A state grant will enable a Springfield artist to continue on her creative path in 2021.

Kelley Booze was one of 75 Ohio-based artists to be awarded an Ohio Arts Council Individual Excellence Award worth $4,000. Competition for the biennial awards is stiff. They are given in several artistic disciplines and based on peer recognition of an artist’s body of work and exemplifies and advances that form according to criteria provided by the Council.

“It’s really exciting. There are only seven or eight in the Miami Valley that received this,” said Booze. “It came at a really great time. The pandemic has decreased opportunities for teaching and workshops.”

While she’s done a residency in France and exhibited in Columbus and other big Ohio cities, her hometown is where she’s glad to be based.

“Our area has a rich art history. We’ve built a cultural foundation,” she said.

Booze’s work may be familiar to the community and the state, even if her name isn’t, through various exhibitions and events including multiple Springfield Museum of Art Juried Exhibitions; as the featured artist in 2018 at Urbana’s annual Art Affair on the Square; and as a presenter at the Westcott House’s PechaKucha events.

Booze also serves on The Chamber of Greater Springfield’s Public Art Committee that helps beautify the community through efforts such as the signal box wraps that appeared across the city in 2020.

She may be even better known as an instructor for the SMOA and Project Jericho, as well as a presence at the Hatch Artist Studios during First Friday events.

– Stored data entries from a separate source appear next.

//! First-writer-wins merging of candidate records.
//!
//! Scanners overlap heavily and disagree often. The merge law is fixed: the
//! first record seen for a key is kept, every later record with the same key
//! is dropped, and survivors keep the order in which their key first appeared.
//! Callers control priority purely through the order in which they offer
//! candidates.

use std::borrow::Cow;
use std::collections::HashMap;

/// A record with a natural deduplication key
pub trait Keyed {
    /// Returns the key used to detect duplicates
    fn key(&self) -> Cow<'_, str>;
}

/// Accumulates records, keeping the first one per key
#[derive(Debug, Clone)]
pub struct Reconciler<T> {
    index: HashMap<String, usize>,
    records: Vec<T>,
    discarded: usize,
}

impl<T> Default for Reconciler<T> {
    fn default() -> Self {
        Self {
            index: HashMap::new(),
            records: Vec::new(),
            discarded: 0,
        }
    }
}

impl<T: Keyed> Reconciler<T> {
    /// Creates an empty reconciler
    pub fn new() -> Self {
        Self::default()
    }

    /// Offers a record. Returns true if it was kept.
    pub fn offer(&mut self, record: T) -> bool {
        let key = record.key().into_owned();
        if self.index.contains_key(&key) {
            self.discarded += 1;
            return false;
        }
        self.index.insert(key, self.records.len());
        self.records.push(record);
        true
    }

    /// Returns true if a record with this key has been kept
    pub fn contains_key(&self, key: &str) -> bool {
        self.index.contains_key(key)
    }

    /// Returns the kept record for a key
    pub fn get(&self, key: &str) -> Option<&T> {
        self.index.get(key).map(|&i| &self.records[i])
    }

    /// Number of kept records
    pub fn len(&self) -> usize {
        self.records.len()
    }

    /// Returns true if nothing has been kept
    pub fn is_empty(&self) -> bool {
        self.records.is_empty()
    }

    /// Number of duplicates dropped so far
    pub fn discarded(&self) -> usize {
        self.discarded
    }

    /// Consumes the reconciler, returning survivors in first-seen order
    pub fn into_vec(self) -> Vec<T> {
        self.records
    }
}

impl<T: Keyed> Extend<T> for Reconciler<T> {
    fn extend<I: IntoIterator<Item = T>>(&mut self, iter: I) {
        for record in iter {
            self.offer(record);
        }
    }
}

/// Merges candidates, keeping the first record per key in iteration order
pub fn reconcile<T: Keyed>(candidates: impl IntoIterator<Item = T>) -> Vec<T> {
    let mut reconciler = Reconciler::new();
    reconciler.extend(candidates);
    reconciler.into_vec()
}

#[cfg(test)]
mod tests {
    use super::*;
    use crate::records::{AccountRecord, BalanceRecord, NameRecord};
    use pretty_assertions::assert_eq;

    #[test]
    fn test_first_occurrence_wins() {
        let merged = reconcile(vec![
            AccountRecord::new("1200", "Petty Cash"),
            AccountRecord::new("4000", "Sales"),
            AccountRecord::new("1200", "Garbage Name"),
            AccountRecord::new("2000", "Accounts Payable"),
            AccountRecord::new("4000", "Sales Returns"),
        ]);

        assert_eq!(
            merged,
            vec![
                AccountRecord::new("1200", "Petty Cash"),
                AccountRecord::new("4000", "Sales"),
                AccountRecord::new("2000", "Accounts Payable"),
            ]
        );
    }

    #[test]
    fn test_order_decides_the_winner() {
        let a = AccountRecord::new("1000", "Cash on hand");
        let b = AccountRecord::new("1000", "Cash");

        let forward = reconcile(vec![a.clone(), b.clone()]);
        let backward = reconcile(vec![b.clone(), a.clone()]);

        assert_eq!(forward, vec![a]);
        assert_eq!(backward, vec![b]);
    }

    #[test]
    fn test_orphan_balances_dedupe_by_value() {
        let merged = reconcile(vec![
            BalanceRecord::new(None, 50.0),
            BalanceRecord::new(Some("1100".into()), 50.0),
            BalanceRecord::new(None, 50.004),
            BalanceRecord::new(None, 75.25),
        ]);

        assert_eq!(
            merged,
            vec![
                BalanceRecord::new(None, 50.0),
                BalanceRecord::new(Some("1100".into()), 50.0),
                BalanceRecord::new(None, 75.25),
            ]
        );
    }

    #[test]
    fn test_names_merge_case_insensitively() {
        let merged = reconcile(vec![
            NameRecord::new("Acme Supply"),
            NameRecord::new("ACME SUPPLY"),
            NameRecord::new("acme supply"),
            NameRecord::new("Blue Ridge"),
        ]);
        assert_eq!(
            merged,
            vec![NameRecord::new("Acme Supply"), NameRecord::new("Blue Ridge")]
        );
    }

    #[test]
    fn test_reconciler_bookkeeping() {
        let mut reconciler = Reconciler::new();
        assert!(reconciler.offer(NameRecord::new("Delta Freight")));
        assert!(!reconciler.offer(NameRecord::new("delta freight")));
        assert!(reconciler.contains_key("delta freight"));
        assert_eq!(reconciler.get("delta freight").unwrap().name, "Delta Freight");
        assert_eq!(reconciler.len(), 1);
        assert_eq!(reconciler.discarded(), 1);
    }
}
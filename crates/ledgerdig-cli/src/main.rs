//! ledgerdig - Recover accounting records from raw indexed-file dumps
//!
//! This tool reads the chart of accounts, account balances, customers and
//! vendors out of `.DAT` files without a schema and writes them as CSV and
//! JSON.

use anyhow::{bail, Context, Result};
use clap::Parser;
use ledgerdig_core::{
    extract_with_fallback, ExtractionResult, Exporter, FileHeader, PatternSource, SourceKind,
    SourceSet,
};
use std::fs;
use std::path::{Path, PathBuf};
use tracing::{debug, info, trace, Level};
use tracing_subscriber::EnvFilter;
use walkdir::WalkDir;

/// Recover chart of accounts, balances, customers and vendors from .DAT dumps
#[derive(Parser, Debug)]
#[command(name = "ledgerdig")]
#[command(version, about, long_about = None)]
#[command(propagate_version = true)]
struct Cli {
    /// Directory containing the extracted .DAT files
    #[arg(short, long, env = "DATA_DIR")]
    input: PathBuf,

    /// Output directory for CSV and JSON files
    #[arg(short, long, env = "OUTPUT_DIR", default_value = "./output")]
    output: PathBuf,

    /// Verbosity level (-v, -vv, -vvv)
    #[arg(short, long, action = clap::ArgAction::Count)]
    verbose: u8,

    /// Dry run - extract and report counts without writing files
    #[arg(long)]
    dry_run: bool,

    /// Only list recognized input files with their header diagnostics
    #[arg(long)]
    list_only: bool,
}

/// Input files found in the data directory
#[derive(Debug, Default)]
struct Discovery {
    sources: SourceSet,
    /// Every `.DAT` file, recognized or not
    dat_files: usize,
}

fn main() -> Result<()> {
    let cli = Cli::parse();

    // Initialize tracing
    let level = match cli.verbose {
        0 => Level::WARN,
        1 => Level::INFO,
        2 => Level::DEBUG,
        _ => Level::TRACE,
    };

    tracing_subscriber::fmt()
        .with_env_filter(EnvFilter::from_default_env().add_directive(level.into()))
        .with_target(false)
        .init();

    let discovery = discover(&cli.input)?;
    info!(
        "Found {} .DAT files, {} recognized",
        discovery.dat_files,
        discovery.sources.len()
    );

    if cli.list_only {
        return list_sources(&discovery.sources);
    }

    let engine = PatternSource::new(discovery.sources);
    let result = extract_with_fallback(None, &engine).context("Extraction failed")?;
    print_counts(&result);

    if cli.dry_run {
        println!("Dry run: nothing written");
        return Ok(());
    }

    let summary = Exporter::new(&cli.output)
        .write(&result)
        .with_context(|| format!("Failed to write output to {}", cli.output.display()))?;

    for path in &summary.written {
        println!("Wrote {}", path.display());
    }

    Ok(())
}

/// Locate the known data files in `dir`, matching names case-insensitively
fn discover(dir: &Path) -> Result<Discovery> {
    if !dir.exists() {
        bail!("Data directory not found: {}", dir.display());
    }
    if !dir.is_dir() {
        bail!("Path is not a directory: {}", dir.display());
    }

    info!("Scanning directory: {}", dir.display());

    let mut discovery = Discovery::default();

    for entry in WalkDir::new(dir)
        .min_depth(1)
        .max_depth(1)
        .follow_links(false)
        .sort_by_file_name()
        .into_iter()
        .filter_map(|e| e.ok())
    {
        let path = entry.path();
        if !path.is_file() {
            continue;
        }

        let Some(name) = path.file_name().and_then(|n| n.to_str()) else {
            continue;
        };

        if !is_dat_file(name) {
            trace!("Skipping non-data file: {}", path.display());
            continue;
        }
        discovery.dat_files += 1;

        match SourceKind::from_file_name(name) {
            Some(kind) if discovery.sources.get(kind).is_none() => {
                debug!("Found {} at {}", kind, path.display());
                discovery.sources.insert(kind, path);
            }
            Some(kind) => debug!("Ignoring duplicate {}: {}", kind, path.display()),
            None => trace!("Unrecognized data file: {}", path.display()),
        }
    }

    if discovery.dat_files == 0 {
        bail!(
            "No .DAT files found in {} (extract the company backup archive first)",
            dir.display()
        );
    }

    if discovery.sources.is_empty() {
        let known: Vec<_> = SourceKind::ALL.iter().map(|k| k.file_name()).collect();
        bail!(
            "None of the expected data files ({}) found in {}",
            known.join(", "),
            dir.display()
        );
    }

    Ok(discovery)
}

fn is_dat_file(name: &str) -> bool {
    Path::new(name)
        .extension()
        .and_then(|e| e.to_str())
        .is_some_and(|e| e.eq_ignore_ascii_case("dat"))
}

/// Short content fingerprint (first 8 chars of blake3)
fn fingerprint(data: &[u8]) -> String {
    let hash = blake3::hash(data);
    hash.to_hex()[..8].to_string()
}

fn list_sources(sources: &SourceSet) -> Result<()> {
    for kind in SourceKind::ALL {
        let Some(path) = sources.get(kind) else {
            println!("{:<13} missing", kind.file_name());
            continue;
        };

        let data =
            fs::read(path).with_context(|| format!("Failed to read {}", path.display()))?;

        let header = match FileHeader::parse(&data) {
            Ok(h) => format!(
                "sig {}  records {}  keys {}",
                h.signature_hex(),
                h.record_count,
                h.key_count
            ),
            Err(e) => format!("header unreadable ({})", e),
        };

        println!(
            "{:<13} {:>10} bytes  {}  blake3 {}",
            kind.file_name(),
            data.len(),
            header,
            fingerprint(&data)
        );
    }
    Ok(())
}

fn print_counts(result: &ExtractionResult) {
    println!("Accounts:  {}", result.chart_of_accounts.len());
    println!("Balances:  {}", result.balances.len());
    println!("Customers: {}", result.customers.len());
    println!("Vendors:   {}", result.vendors.len());
    if result.is_empty() {
        println!("Nothing recovered; the files may not contain recognizable records");
    }
}

#[cfg(test)]
mod tests {
    use super::*;
    use tempfile::TempDir;

    fn touch(dir: &Path, name: &str) {
        fs::write(dir.join(name), [0u8; 4]).unwrap();
    }

    #[test]
    fn test_discover_missing_directory() {
        let temp_dir = TempDir::new().unwrap();
        let err = discover(&temp_dir.path().join("nope")).unwrap_err();
        assert!(err.to_string().contains("not found"));
    }

    #[test]
    fn test_discover_not_a_directory() {
        let temp_dir = TempDir::new().unwrap();
        touch(temp_dir.path(), "CHART.DAT");
        let err = discover(&temp_dir.path().join("CHART.DAT")).unwrap_err();
        assert!(err.to_string().contains("not a directory"));
    }

    #[test]
    fn test_discover_requires_dat_files() {
        let temp_dir = TempDir::new().unwrap();
        touch(temp_dir.path(), "readme.txt");
        let err = discover(temp_dir.path()).unwrap_err();
        assert!(err.to_string().contains("No .DAT files"));
    }

    #[test]
    fn test_discover_matches_case_insensitively() {
        let temp_dir = TempDir::new().unwrap();
        touch(temp_dir.path(), "chart.dat");
        touch(temp_dir.path(), "Vendor.Dat");
        touch(temp_dir.path(), "JOURNAL.DAT");
        touch(temp_dir.path(), "notes.txt");

        let discovery = discover(temp_dir.path()).unwrap();
        assert_eq!(discovery.dat_files, 3);
        assert_eq!(discovery.sources.len(), 2);
        assert!(discovery.sources.get(SourceKind::Chart).is_some());
        assert!(discovery.sources.get(SourceKind::Vendor).is_some());
        assert!(discovery.sources.get(SourceKind::ChartAr).is_none());
    }

    #[test]
    fn test_discover_rejects_unrecognized_only() {
        let temp_dir = TempDir::new().unwrap();
        touch(temp_dir.path(), "JOURNAL.DAT");
        touch(temp_dir.path(), "GENERAL.dat");
        let err = discover(temp_dir.path()).unwrap_err();
        assert!(err.to_string().contains("None of the expected data files"));
        assert!(err.to_string().contains("CHART.DAT"));
    }

    #[test]
    fn test_is_dat_file() {
        assert!(is_dat_file("CHART.DAT"));
        assert!(is_dat_file("chart.dat"));
        assert!(!is_dat_file("chart.dat.bak"));
        assert!(!is_dat_file("DAT"));
    }

    #[test]
    fn test_fingerprint() {
        let a = fingerprint(b"hello");
        let b = fingerprint(b"hello");
        let c = fingerprint(b"world");

        assert_eq!(a, b);
        assert_ne!(a, c);
        assert_eq!(a.len(), 8);
    }

    #[test]
    fn verify_cli() {
        use clap::CommandFactory;
        Cli::command().debug_assert();
    }
}
//! Error types for the ledgerdig-core library.
//!
//! Only whole-file and output failures are represented here. A candidate that
//! fails to decode inside a scan is never an error: the scanners drop it and
//! move on to the next offset.

use std::path::PathBuf;
use thiserror::Error;

/// Result type alias for ledgerdig operations
pub type Result<T> = std::result::Result<T, Error>;

/// Error type for all ledgerdig operations
#[derive(Error, Debug)]
#[non_exhaustive]
pub enum Error {
    /// Failed to read input file
    #[error("failed to read file '{path}': {source}")]
    FileRead {
        /// Path to the file that failed to read
        path: PathBuf,
        /// Underlying I/O error
        #[source]
        source: std::io::Error,
    },

    /// Failed to write output file
    #[error("failed to write file '{path}': {source}")]
    FileWrite {
        /// Path to the file that failed to write
        path: PathBuf,
        /// Underlying I/O error
        #[source]
        source: std::io::Error,
    },

    /// Failed to create output directory
    #[error("failed to create directory '{path}': {source}")]
    DirectoryCreate {
        /// Path to the directory that failed to create
        path: PathBuf,
        /// Underlying I/O error
        #[source]
        source: std::io::Error,
    },

    /// File is too short to hold a file control header
    #[error("file header truncated: have {len} bytes, need {needed}")]
    TruncatedHeader {
        /// Bytes available
        len: usize,
        /// Bytes required
        needed: usize,
    },

    /// Failed to serialize a CSV table
    #[error("csv serialization failed: {0}")]
    Csv(#[from] csv::Error),

    /// Failed to serialize a JSON document
    #[error("json serialization failed: {0}")]
    Json(#[from] serde_json::Error),

    /// A record source could not produce results
    #[error("record source unavailable: {0}")]
    SourceUnavailable(String),

    /// Generic internal error
    #[error("internal error: {0}")]
    Internal(String),
}

impl Error {
    /// Creates a new file read error
    pub fn file_read(path: impl Into<PathBuf>, source: std::io::Error) -> Self {
        Self::FileRead {
            path: path.into(),
            source,
        }
    }

    /// Creates a new file write error
    pub fn file_write(path: impl Into<PathBuf>, source: std::io::Error) -> Self {
        Self::FileWrite {
            path: path.into(),
            source,
        }
    }

    /// Creates a new directory creation error
    pub fn directory_create(path: impl Into<PathBuf>, source: std::io::Error) -> Self {
        Self::DirectoryCreate {
            path: path.into(),
            source,
        }
    }

    /// Creates a new truncated header error
    pub fn truncated_header(len: usize, needed: usize) -> Self {
        Self::TruncatedHeader { len, needed }
    }

    /// Creates a new source unavailable error
    pub fn source_unavailable(msg: impl Into<String>) -> Self {
        Self::SourceUnavailable(msg.into())
    }

    /// Creates a new internal error
    pub fn internal(msg: impl Into<String>) -> Self {
        Self::Internal(msg.into())
    }

    /// Returns true if this error only degrades the result and extraction
    /// should continue with whatever else is available
    pub fn is_recoverable(&self) -> bool {
        matches!(
            self,
            Self::FileRead { .. } | Self::TruncatedHeader { .. } | Self::SourceUnavailable(_)
        )
    }
}

#[cfg(test)]
mod tests {
    use super::*;

    #[test]
    fn test_error_display() {
        let err = Error::truncated_header(12, 32);
        assert!(err.to_string().contains("12 bytes"));
        assert!(err.to_string().contains("need 32"));
    }

    #[test]
    fn test_is_recoverable() {
        assert!(Error::source_unavailable("driver").is_recoverable());
        assert!(Error::truncated_header(0, 32).is_recoverable());
        assert!(!Error::internal("boom").is_recoverable());
        assert!(!Error::directory_create(
            "/out",
            std::io::Error::new(std::io::ErrorKind::PermissionDenied, "denied")
        )
        .is_recoverable());
    }
}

She was the first artist to apply for a space there and has the largest individual space.

It was at the SMOA that Booze got inspired to be an artist, starting classes at age 7 and looks forward to teaching again once the pandemic lifts.

“Museums are great for so many reasons,” said Booze. “I’m a fan of education classes but we also need to talk about art and art history.”

Known mainly for her oil paintings and also for her drawing and printmaking, Booze describes her work as being about resilience, transformation and place.

“I like the relationships with humans and nature,” she said. “I depict scenes of stillness, quiet spaces with little or no activity, buildings and empty parking lots but filled with light, mood and memories. I like the understated, unexpected beauty of these places and try to make something beautiful out of it.”

Local places including the former International Harvester sight on Lagonda Ave., the recently demolished Crowell-Collier building or other little downtown areas are prominent in Booze’s art.

“They’re a compilation of how I remember a place. Also my grandpa would tell me stories about them,” she said.

The real satisfaction is during events such as First Friday, which always include open houses at Hatch Artist Studios, when visitors see Booze’s work and someone would whisper to a friend “That looks so familiar.”

“I like that, it starts a conversation and that is so important with art,” she said.